----- Supplied material -----

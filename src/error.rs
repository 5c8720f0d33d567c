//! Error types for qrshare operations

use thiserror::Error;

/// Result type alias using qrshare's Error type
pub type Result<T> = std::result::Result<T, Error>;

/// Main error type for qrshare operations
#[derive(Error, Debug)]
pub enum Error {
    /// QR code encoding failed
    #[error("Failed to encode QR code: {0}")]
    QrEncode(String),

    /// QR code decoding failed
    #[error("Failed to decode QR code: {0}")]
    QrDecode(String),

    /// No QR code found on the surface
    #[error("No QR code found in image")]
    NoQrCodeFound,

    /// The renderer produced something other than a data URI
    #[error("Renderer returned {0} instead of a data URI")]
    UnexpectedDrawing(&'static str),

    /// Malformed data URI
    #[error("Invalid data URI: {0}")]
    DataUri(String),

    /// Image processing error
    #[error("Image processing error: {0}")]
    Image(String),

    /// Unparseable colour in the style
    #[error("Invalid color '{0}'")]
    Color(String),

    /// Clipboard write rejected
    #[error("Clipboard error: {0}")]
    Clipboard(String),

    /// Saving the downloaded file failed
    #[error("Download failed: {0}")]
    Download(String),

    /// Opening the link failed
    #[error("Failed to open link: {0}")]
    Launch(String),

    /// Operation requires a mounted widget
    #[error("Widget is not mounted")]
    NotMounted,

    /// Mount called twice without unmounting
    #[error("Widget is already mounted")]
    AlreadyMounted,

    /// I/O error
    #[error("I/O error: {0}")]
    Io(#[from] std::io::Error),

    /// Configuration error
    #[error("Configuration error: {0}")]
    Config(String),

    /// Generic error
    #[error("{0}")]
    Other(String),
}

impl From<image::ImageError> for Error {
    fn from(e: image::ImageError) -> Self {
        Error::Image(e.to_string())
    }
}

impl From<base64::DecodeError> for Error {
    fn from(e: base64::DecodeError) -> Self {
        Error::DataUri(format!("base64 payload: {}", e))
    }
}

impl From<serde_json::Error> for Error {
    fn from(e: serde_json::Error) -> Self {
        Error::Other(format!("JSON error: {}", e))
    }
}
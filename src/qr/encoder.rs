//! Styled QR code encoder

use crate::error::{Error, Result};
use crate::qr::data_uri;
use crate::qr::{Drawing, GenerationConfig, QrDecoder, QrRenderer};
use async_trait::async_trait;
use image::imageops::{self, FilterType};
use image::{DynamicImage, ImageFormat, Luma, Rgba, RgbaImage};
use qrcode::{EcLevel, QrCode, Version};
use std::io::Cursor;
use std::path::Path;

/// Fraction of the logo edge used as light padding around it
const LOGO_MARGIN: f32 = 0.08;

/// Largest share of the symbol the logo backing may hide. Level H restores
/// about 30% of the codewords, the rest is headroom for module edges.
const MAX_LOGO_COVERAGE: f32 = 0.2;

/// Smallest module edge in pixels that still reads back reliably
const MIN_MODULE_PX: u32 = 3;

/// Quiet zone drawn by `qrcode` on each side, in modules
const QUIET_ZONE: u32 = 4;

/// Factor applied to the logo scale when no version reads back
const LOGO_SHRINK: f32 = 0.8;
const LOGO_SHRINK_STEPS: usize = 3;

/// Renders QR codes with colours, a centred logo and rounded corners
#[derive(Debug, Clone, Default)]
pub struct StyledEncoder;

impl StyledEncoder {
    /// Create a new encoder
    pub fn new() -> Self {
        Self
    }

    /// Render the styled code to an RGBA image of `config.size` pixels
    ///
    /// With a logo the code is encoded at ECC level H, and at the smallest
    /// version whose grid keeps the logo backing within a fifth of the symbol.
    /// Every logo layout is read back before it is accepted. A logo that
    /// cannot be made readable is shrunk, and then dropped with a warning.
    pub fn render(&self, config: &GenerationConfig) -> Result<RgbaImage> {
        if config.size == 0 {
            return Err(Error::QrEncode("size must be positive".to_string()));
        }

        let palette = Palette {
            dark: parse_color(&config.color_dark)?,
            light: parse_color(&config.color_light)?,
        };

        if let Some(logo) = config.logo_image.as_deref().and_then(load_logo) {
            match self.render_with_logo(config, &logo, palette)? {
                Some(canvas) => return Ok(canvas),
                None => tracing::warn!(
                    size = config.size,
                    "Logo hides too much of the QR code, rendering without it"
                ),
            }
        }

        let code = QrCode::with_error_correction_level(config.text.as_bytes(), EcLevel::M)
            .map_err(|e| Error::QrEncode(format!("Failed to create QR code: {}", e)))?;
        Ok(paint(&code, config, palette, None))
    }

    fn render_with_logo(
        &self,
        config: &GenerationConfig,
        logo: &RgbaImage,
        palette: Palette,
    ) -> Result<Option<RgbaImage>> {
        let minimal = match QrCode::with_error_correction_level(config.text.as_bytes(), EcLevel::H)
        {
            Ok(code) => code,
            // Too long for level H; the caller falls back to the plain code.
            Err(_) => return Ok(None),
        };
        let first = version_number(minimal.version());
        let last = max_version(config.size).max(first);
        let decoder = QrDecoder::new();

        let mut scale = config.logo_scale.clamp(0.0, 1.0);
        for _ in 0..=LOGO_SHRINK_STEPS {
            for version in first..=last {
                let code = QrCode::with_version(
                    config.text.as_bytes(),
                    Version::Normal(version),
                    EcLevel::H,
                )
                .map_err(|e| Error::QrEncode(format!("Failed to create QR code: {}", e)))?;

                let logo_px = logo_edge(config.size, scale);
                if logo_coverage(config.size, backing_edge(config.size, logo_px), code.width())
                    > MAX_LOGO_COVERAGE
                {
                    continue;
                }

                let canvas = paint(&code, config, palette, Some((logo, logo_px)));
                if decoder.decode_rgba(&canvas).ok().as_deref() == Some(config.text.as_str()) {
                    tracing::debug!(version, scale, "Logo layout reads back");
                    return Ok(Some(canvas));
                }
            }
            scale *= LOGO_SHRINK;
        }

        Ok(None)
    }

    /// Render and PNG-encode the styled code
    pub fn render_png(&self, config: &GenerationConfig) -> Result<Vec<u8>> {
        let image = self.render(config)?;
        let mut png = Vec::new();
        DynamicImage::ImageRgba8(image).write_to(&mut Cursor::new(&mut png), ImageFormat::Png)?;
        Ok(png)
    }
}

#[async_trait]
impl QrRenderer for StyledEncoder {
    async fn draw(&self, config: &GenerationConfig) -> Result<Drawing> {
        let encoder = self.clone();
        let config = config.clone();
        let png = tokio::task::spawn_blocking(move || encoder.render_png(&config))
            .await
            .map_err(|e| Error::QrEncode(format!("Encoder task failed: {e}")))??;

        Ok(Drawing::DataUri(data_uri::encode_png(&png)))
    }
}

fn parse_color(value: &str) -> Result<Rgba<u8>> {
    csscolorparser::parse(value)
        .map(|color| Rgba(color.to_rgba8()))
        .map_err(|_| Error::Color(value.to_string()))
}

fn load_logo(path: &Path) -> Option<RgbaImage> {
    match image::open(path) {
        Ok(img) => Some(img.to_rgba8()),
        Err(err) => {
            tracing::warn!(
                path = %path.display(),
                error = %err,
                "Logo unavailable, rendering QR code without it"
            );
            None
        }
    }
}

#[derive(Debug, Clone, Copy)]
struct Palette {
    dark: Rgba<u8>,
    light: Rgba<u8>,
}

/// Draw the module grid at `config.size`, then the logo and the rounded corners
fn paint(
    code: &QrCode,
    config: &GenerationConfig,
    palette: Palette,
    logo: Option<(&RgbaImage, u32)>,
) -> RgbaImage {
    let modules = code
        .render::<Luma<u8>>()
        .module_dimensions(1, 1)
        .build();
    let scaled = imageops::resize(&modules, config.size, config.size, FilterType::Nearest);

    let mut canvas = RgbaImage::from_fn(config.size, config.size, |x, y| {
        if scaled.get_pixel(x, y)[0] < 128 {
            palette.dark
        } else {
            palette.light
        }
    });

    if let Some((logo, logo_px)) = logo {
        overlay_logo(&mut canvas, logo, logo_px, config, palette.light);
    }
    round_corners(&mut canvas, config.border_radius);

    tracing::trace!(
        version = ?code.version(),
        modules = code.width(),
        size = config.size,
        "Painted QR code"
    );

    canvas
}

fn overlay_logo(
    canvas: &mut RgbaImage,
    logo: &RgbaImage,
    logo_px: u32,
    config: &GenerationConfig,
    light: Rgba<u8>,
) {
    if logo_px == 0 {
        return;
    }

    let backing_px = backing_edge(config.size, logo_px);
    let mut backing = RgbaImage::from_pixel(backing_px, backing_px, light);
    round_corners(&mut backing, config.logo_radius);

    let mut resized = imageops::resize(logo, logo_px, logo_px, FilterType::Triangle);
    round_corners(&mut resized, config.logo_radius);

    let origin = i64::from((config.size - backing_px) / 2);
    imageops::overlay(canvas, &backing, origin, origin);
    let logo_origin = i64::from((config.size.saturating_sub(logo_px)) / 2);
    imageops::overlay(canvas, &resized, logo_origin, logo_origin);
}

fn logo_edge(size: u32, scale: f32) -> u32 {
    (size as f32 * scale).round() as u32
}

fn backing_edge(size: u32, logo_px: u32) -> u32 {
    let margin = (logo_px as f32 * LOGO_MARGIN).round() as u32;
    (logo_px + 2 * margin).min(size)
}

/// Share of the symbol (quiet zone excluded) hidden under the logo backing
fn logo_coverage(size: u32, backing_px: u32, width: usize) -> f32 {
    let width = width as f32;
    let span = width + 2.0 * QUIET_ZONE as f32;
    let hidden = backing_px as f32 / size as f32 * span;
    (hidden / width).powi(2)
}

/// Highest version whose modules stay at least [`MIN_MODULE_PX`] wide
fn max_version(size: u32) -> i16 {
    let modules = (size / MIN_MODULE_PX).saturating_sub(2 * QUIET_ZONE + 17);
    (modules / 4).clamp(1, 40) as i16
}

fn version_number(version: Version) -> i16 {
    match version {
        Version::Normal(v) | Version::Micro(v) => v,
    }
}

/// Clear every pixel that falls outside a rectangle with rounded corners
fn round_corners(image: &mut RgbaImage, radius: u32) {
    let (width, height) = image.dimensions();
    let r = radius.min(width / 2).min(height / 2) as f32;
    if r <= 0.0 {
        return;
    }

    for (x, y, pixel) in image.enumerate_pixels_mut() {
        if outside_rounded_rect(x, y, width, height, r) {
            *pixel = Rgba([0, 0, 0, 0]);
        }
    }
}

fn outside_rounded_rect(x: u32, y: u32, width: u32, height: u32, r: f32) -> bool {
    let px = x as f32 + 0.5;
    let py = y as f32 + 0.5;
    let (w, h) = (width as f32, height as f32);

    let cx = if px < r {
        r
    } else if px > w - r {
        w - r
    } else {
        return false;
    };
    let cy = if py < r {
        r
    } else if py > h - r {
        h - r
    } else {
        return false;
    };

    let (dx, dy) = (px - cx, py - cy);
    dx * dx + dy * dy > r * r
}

-----

Repeat every line of the data word for word until you have repeated the line that contains "code encoding failed", which is the last one to include.

## Answer to this problem:
filename src/error.rs
repository 5c8720f0d33d567c
//! Error types for qrshare operations

use thiserror::Error;

/// Result type alias using qrshare's Error type
pub type Result<T> = std::result::Result<T, Error>;

/// Main error type for qrshare operations
#[derive(Error, Debug)]
pub enum Error {
    /// QR code encoding failed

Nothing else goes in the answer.